SAN FRANCISCO >> Fierce winter storms contributed to an erosion in electricity reliability for PG&E during 2016 compared with 2015, when the embattled utility achieved a best-ever performance for power outages, the company said Tuesday.
The average duration of a power outage in 2016 was 109 minutes, PG&E reported. That was up 13.5 percent from the average of 96 minutes per outage for 2015.
“The slight decline in year-over-year reliability can mostly be attributed to stormy El Nino weather early in the year,” PG&E said.
The 96 minutes in 2015 had marked a record low for the utility and the only time in the last five years when PG&E kept power outages below an average duration of 100 minutes, according to figures from the utility.
“It’s our job to provide safe and reliable power to our customers,” said Pat Hogan, a senior vice president of PG&E electricity operations.
San Francisco-based PG&E has spent $15 billion over the last five years to enhance and harden its electricity transmission and distribution operations, the utility said.
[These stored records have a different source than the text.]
use std::cell::{Cell, RefCell};
use std::rc::Rc;

/// Something that can run a callback on the next rendering frame.
pub trait FrameSource {
    type Handle;

    fn request_frame(&self, callback: Box<dyn FnOnce()>) -> Self::Handle;
    fn cancel_frame(&self, handle: Self::Handle);
}

/// Coalesces bursts of requests (resize drags) into one run per frame. A new
/// request replaces whatever frame is still waiting.
pub struct FrameScheduler<F: FrameSource> {
    source: F,
    pending: RefCell<Option<F::Handle>>,
    armed: Rc<Cell<bool>>,
}

impl<F: FrameSource> FrameScheduler<F> {
    pub fn new(source: F) -> Self {
        Self {
            source,
            pending: RefCell::new(None),
            armed: Rc::new(Cell::new(false)),
        }
    }

    pub fn schedule(&self, work: impl FnOnce() + 'static) {
        self.cancel();
        self.armed.set(true);
        let armed = self.armed.clone();
        let handle = self.source.request_frame(Box::new(move || {
            armed.set(false);
            work();
        }));
        *self.pending.borrow_mut() = Some(handle);
    }

    pub fn cancel(&self) {
        if let Some(handle) = self.pending.borrow_mut().take() {
            self.source.cancel_frame(handle);
        }
        self.armed.set(false);
    }

    pub fn is_pending(&self) -> bool {
        self.armed.get()
    }
}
The erosion in reliability during 2016 snapped a string of several years of improved service for PG&E. Power reliability improved each year from 2012 through 2015, the company said.
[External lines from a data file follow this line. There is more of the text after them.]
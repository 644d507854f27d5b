use log::info;
use thiserror::Error;
use web_sys::{HtmlInputElement, HtmlTextAreaElement, InputEvent, SubmitEvent};
use yew::prelude::*;

pub const NAME_MAX_CHARS: usize = 100;
pub const EMAIL_MAX_CHARS: usize = 250;
pub const THANK_YOU: &str = "Thank you for reaching out. We will come back to you shortly.";

#[derive(Clone, Copy, Debug, PartialEq, Eq)]
pub enum ContactField {
    Name,
    Email,
    Message,
}

#[derive(Debug, Error, PartialEq, Eq)]
pub enum ContactError {
    #[error("Please enter your e-mail address.")]
    MissingEmail,
    #[error("Please enter a valid e-mail address.")]
    InvalidEmail,
}

/// What the visitor has typed so far.
#[derive(Clone, Debug, Default, PartialEq)]
pub struct ContactDraft {
    pub name: String,
    pub email: String,
    pub message: String,
}

impl ContactDraft {
    pub fn with(&self, field: ContactField, value: &str) -> Self {
        let mut next = self.clone();
        match field {
            ContactField::Name => next.name = value.chars().take(NAME_MAX_CHARS).collect(),
            ContactField::Email => next.email = value.chars().take(EMAIL_MAX_CHARS).collect(),
            ContactField::Message => next.message = value.to_string(),
        }
        next
    }

    /// Nothing is sent anywhere; a valid draft just earns the thank-you note.
    pub fn submit(&self) -> Result<&'static str, ContactError> {
        let email = self.email.trim();
        if email.is_empty() {
            return Err(ContactError::MissingEmail);
        }
        let valid = match email.split_once('@') {
            Some((local, domain)) => !local.is_empty() && !domain.is_empty() && !domain.contains('@'),
            None => false,
        };
        if !valid {
            return Err(ContactError::InvalidEmail);
        }
        Ok(THANK_YOU)
    }
}

#[function_component(ContactForm)]
pub fn contact_form() -> Html {
    let draft = use_state(ContactDraft::default);
    let status = use_state(|| None::<String>);
    let error = use_state(|| None::<String>);

    let on_input = |field: ContactField| {
        let draft = draft.clone();
        Callback::from(move |e: InputEvent| {
            let value = match field {
                ContactField::Message => e.target_unchecked_into::<HtmlTextAreaElement>().value(),
                _ => e.target_unchecked_into::<HtmlInputElement>().value(),
            };
            draft.set(draft.with(field, &value));
        })
    };

    let on_submit = {
        let draft = draft.clone();
        let status = status.clone();
        let error = error.clone();
        Callback::from(move |e: SubmitEvent| {
            e.prevent_default();
            match draft.submit() {
                Ok(message) => {
                    info!("Contact form submitted");
                    status.set(Some(message.to_string()));
                    error.set(None);
                    draft.set(ContactDraft::default());
                }
                Err(e) => {
                    status.set(None);
                    error.set(Some(e.to_string()));
                }
            }
        })
    };

    html! {
        <form class="contact-form" onsubmit={on_submit}>
            <div class="contact-row">
                <label class="contact-label">
                    {"Name/Company"}
                    <input
                        type="text"
                        class="contact-input"
                        value={draft.name.clone()}
                        oninput={on_input(ContactField::Name)}
                        maxlength={NAME_MAX_CHARS.to_string()}
                        placeholder=" "
                    />
                </label>
            </div>
            <label class="contact-label">
                {"E-mail"}
                <input
                    type="email"
                    class="contact-input"
                    value={draft.email.clone()}
                    oninput={on_input(ContactField::Email)}
                    required=true
                    maxlength={EMAIL_MAX_CHARS.to_string()}
                    placeholder=" "
                />
            </label>
            <label class="contact-label">
                {"Write a message"}
                <textarea
                    class="contact-textarea"
                    value={draft.message.clone()}
                    oninput={on_input(ContactField::Message)}
                    placeholder=" "
                    rows="4"
                />
            </label>
            <div class="form-actions">
                <button type="submit" class="contact-button">{"Send"}</button>
                {
                    if let Some(message) = (*status).clone() {
                        html! { <p class="form-status" role="status" aria-live="polite">{message}</p> }
                    } else if let Some(message) = (*error).clone() {
                        html! { <p class="form-error" role="alert">{message}</p> }
                    } else {
                        html! {}
                    }
                }
            </div>
            <style>
                {r#"
                .contact-form {
                    display: flex;
                    flex-direction: column;
                    gap: 1.25rem;
                    width: 100%;
                }

                .contact-label {
                    display: flex;
                    flex-direction: column;
                    gap: 0.4rem;
                    color: #ffffff;
                    font-size: 0.95rem;
                }

                .contact-input,
                .contact-textarea {
                    padding: 0.75rem 0.9rem;
                    border: 1px solid rgba(255, 255, 255, 0.6);
                    background: rgba(255, 255, 255, 0.12);
                    color: #ffffff;
                    font: inherit;
                    border-radius: 4px;
                }

                .contact-input:focus,
                .contact-textarea:focus {
                    outline: none;
                    border-color: #ffffff;
                    background: rgba(255, 255, 255, 0.2);
                }

                .form-actions {
                    display: flex;
                    align-items: center;
                    gap: 1.5rem;
                    flex-wrap: wrap;
                }

                .contact-button {
                    padding: 0.75rem 2.5rem;
                    background: #2f7d4f;
                    color: #ffffff;
                    border: none;
                    border-radius: 4px;
                    font-size: 1rem;
                    cursor: pointer;
                    transition: background 0.2s ease;
                }

                .contact-button:hover {
                    background: #25643f;
                }

                .form-status {
                    color: #d8f5e3;
                    margin: 0;
                }

                .form-error {
                    color: #ffd2d2;
                    margin: 0;
                }
                "#}
            </style>
        </form>
    }
}

#[cfg(test)]
mod tests {
    use super::*;

    #[test]
    fn truncates_long_fields() {
        let long = "x".repeat(400);
        let draft = ContactDraft::default()
            .with(ContactField::Name, &long)
            .with(ContactField::Email, &long)
            .with(ContactField::Message, &long);

        assert_eq!(draft.name.chars().count(), NAME_MAX_CHARS);
        assert_eq!(draft.email.chars().count(), EMAIL_MAX_CHARS);
        assert_eq!(draft.message.len(), 400);
    }

    #[test]
    fn truncation_counts_characters_not_bytes() {
        let name = "ż".repeat(150);
        let draft = ContactDraft::default().with(ContactField::Name, &name);
        assert_eq!(draft.name, "ż".repeat(NAME_MAX_CHARS));
    }

    #[test]
    fn requires_an_email() {
        let draft = ContactDraft::default().with(ContactField::Name, "Acme");
        assert_eq!(draft.submit(), Err(ContactError::MissingEmail));

        let draft = draft.with(ContactField::Email, "   ");
        assert_eq!(draft.submit(), Err(ContactError::MissingEmail));
    }

    #[test]
    fn rejects_malformed_email() {
        for email in ["piotr", "@vmpartners.pl", "piotr@", "a@b@c"] {
            let draft = ContactDraft::default().with(ContactField::Email, email);
            assert_eq!(draft.submit(), Err(ContactError::InvalidEmail), "{email}");
        }
    }

    #[test]
    fn valid_draft_gets_thank_you() {
        let draft = ContactDraft::default()
            .with(ContactField::Email, "office@vmpartners.pl")
            .with(ContactField::Message, "Hello");
        assert_eq!(draft.submit(), Ok(THANK_YOU));
    }
}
As recently as 2011, the average duration of power outages was 142 minutes, which was 30 percent higher than the 2016 average, and 48 percent higher than the record low in 2015.
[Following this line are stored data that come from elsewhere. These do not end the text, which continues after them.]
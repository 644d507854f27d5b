use log::warn;
use wasm_bindgen::JsCast;
use web_sys::{Event, HtmlElement, MouseEvent};
use yew::prelude::*;
use yew_hooks::prelude::*;
use yew_router::prelude::*;

use crate::background_fit::dom::{document, window};
use crate::config::NAV_COLLAPSE_BREAKPOINT_PX;
use crate::content::{LOGO_URL, NAV_LINKS};
use crate::error::DomError;
use crate::Route;

/// Publishes the header height as `--sticky-header-offset` so anchored
/// sections don't slide under the sticky header.
fn publish_header_offset(header: &NodeRef) -> Result<(), DomError> {
    let Some(header) = header.cast::<HtmlElement>() else {
        return Ok(());
    };
    let height = header.get_bounding_client_rect().height().ceil();
    let root = document()?
        .document_element()
        .ok_or(DomError::MissingElement("document element"))?
        .dyn_into::<HtmlElement>()
        .map_err(|_| DomError::MissingElement("html element"))?;
    root.style()
        .set_property("--sticky-header-offset", &format!("{}px", height))?;
    Ok(())
}

fn viewport_is_wide() -> bool {
    window()
        .ok()
        .and_then(|w| w.inner_width().ok())
        .and_then(|width| width.as_f64())
        .map_or(false, |width| width >= NAV_COLLAPSE_BREAKPOINT_PX)
}

#[function_component(SiteHeader)]
pub fn site_header() -> Html {
    let header_ref = use_node_ref();
    let nav_open = use_state(|| false);

    let on_layout_change = {
        let header_ref = header_ref.clone();
        let nav_open = nav_open.clone();
        move || {
            if let Err(e) = publish_header_offset(&header_ref) {
                warn!("Could not publish header offset: {}", e);
            }
            if viewport_is_wide() {
                nav_open.set(false);
            }
        }
    };

    {
        let on_layout_change = on_layout_change.clone();
        use_effect_with_deps(
            move |_| {
                on_layout_change();
                || ()
            },
            (),
        );
    }

    use_event_with_window("resize", move |_: Event| on_layout_change());

    let toggle_nav = {
        let nav_open = nav_open.clone();
        Callback::from(move |e: MouseEvent| {
            e.prevent_default();
            nav_open.set(!*nav_open);
        })
    };

    let close_nav = {
        let nav_open = nav_open.clone();
        Callback::from(move |_: MouseEvent| nav_open.set(false))
    };

    html! {
        <header class="site-header" ref={header_ref}>
            <Link<Route> to={Route::Home} classes="logo-block">
                <img src={LOGO_URL} alt="Logo firmy VMP" width="130" height="43" />
            </Link<Route>>
            <button
                type="button"
                class="nav-toggle"
                aria-label="Toggle navigation"
                aria-expanded={(*nav_open).to_string()}
                aria-controls="primary-nav"
                onclick={toggle_nav}
            >
                <span class="nav-toggle__bar" aria-hidden="true"></span>
                <span class="nav-toggle__bar" aria-hidden="true"></span>
                <span class="nav-toggle__bar" aria-hidden="true"></span>
            </button>
            <nav id="primary-nav" class={classes!("primary-nav", (*nav_open).then(|| "is-open"))}>
                { for NAV_LINKS.iter().map(|(href, label)| html! {
                    <a href={*href} onclick={close_nav.clone()}>{*label}</a>
                }) }
            </nav>
            <style>
                {r#"
                .site-header {
                    position: sticky;
                    top: 0;
                    z-index: 20;
                    display: flex;
                    align-items: center;
                    justify-content: space-between;
                    padding: 0.75rem 2rem;
                    background: #ffffff;
                    box-shadow: 0 2px 12px rgba(0, 0, 0, 0.08);
                }

                .logo-block img {
                    display: block;
                }

                .primary-nav {
                    display: flex;
                    gap: 2rem;
                }

                .primary-nav a {
                    color: #1d2b3a;
                    text-decoration: none;
                    font-weight: 500;
                    letter-spacing: 0.02em;
                }

                .primary-nav a:hover {
                    color: #2f7d4f;
                }

                .nav-toggle {
                    display: none;
                    flex-direction: column;
                    gap: 5px;
                    background: none;
                    border: none;
                    cursor: pointer;
                    padding: 0.5rem;
                }

                .nav-toggle__bar {
                    width: 24px;
                    height: 2px;
                    background: #1d2b3a;
                }

                @media (max-width: 899px) {
                    .site-header {
                        flex-wrap: wrap;
                        padding: 0.75rem 1rem;
                    }

                    .nav-toggle {
                        display: flex;
                    }

                    .primary-nav {
                        display: none;
                        flex-direction: column;
                        width: 100%;
                        gap: 1rem;
                        padding: 1rem 0;
                    }

                    .primary-nav.is-open {
                        display: flex;
                    }
                }
                "#}
            </style>
        </header>
    }
}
Ever since a fatal pipeline explosion in San Bruno in September 2010, the utility has been under pressure to improve the safety and reliability of both its gas and electricity operations. The disaster led to a record-setting $1.6 billion in regulatory fines imposed on PG&E, and guilty verdicts in a criminal trial that branded PG&E as a convicted felon.
The integration of advanced communications and control technologies throughout the electric grid continues to enhance the resiliency of the system and helps identify and restore power outages more quickly, according to PG&E.
Among the upgrades: PG&E in 2015 opened a $40 million electricity-control nerve center in Concord, one of three in the state aimed at improving reliability.
The Concord complex is the primary center for electric operations in the Bay Area and Central Coast. The other such nerve centers are in Fresno and Rocklin. The Concord center handles 50 percent of the electricity responsibilities for the PG&E power-distribution system and oversees power operations for 3.1 million customers.
“The hard work of our employees coupled with the investments we continue to make” have created a “smarter, more reliable grid,” Hogan said.
Still, some of the years of improvements for reliability coincided with California’s drought and a series of mild winters with scarce rain and snow.
“Reliability includes a number of different factors in any given year, and we’re very proud of the improvement we’ve made over the last decade,” PG&E spokesman Matt Nauman said Tuesday.
Officials with a consumer group were skeptical that PG&E has achieved improvements primarily with its own work.
“What isn’t clear is whether the improved reliability is in fact PG&E spending money, or if it’s weather related and something PG&E doesn’t control,” said Mindy Spatt, a spokeswoman for The Utility Reform Network, or TURN.
TURN also questions the effectiveness of smart meters, on which PG&E has spent about $2 billion.
“PG&E claimed that smart meters would reduce power outages,” Spatt said. “It’s possible PG&E has improved, or it’s possible that PG&E just got lucky with the weather in prior years.”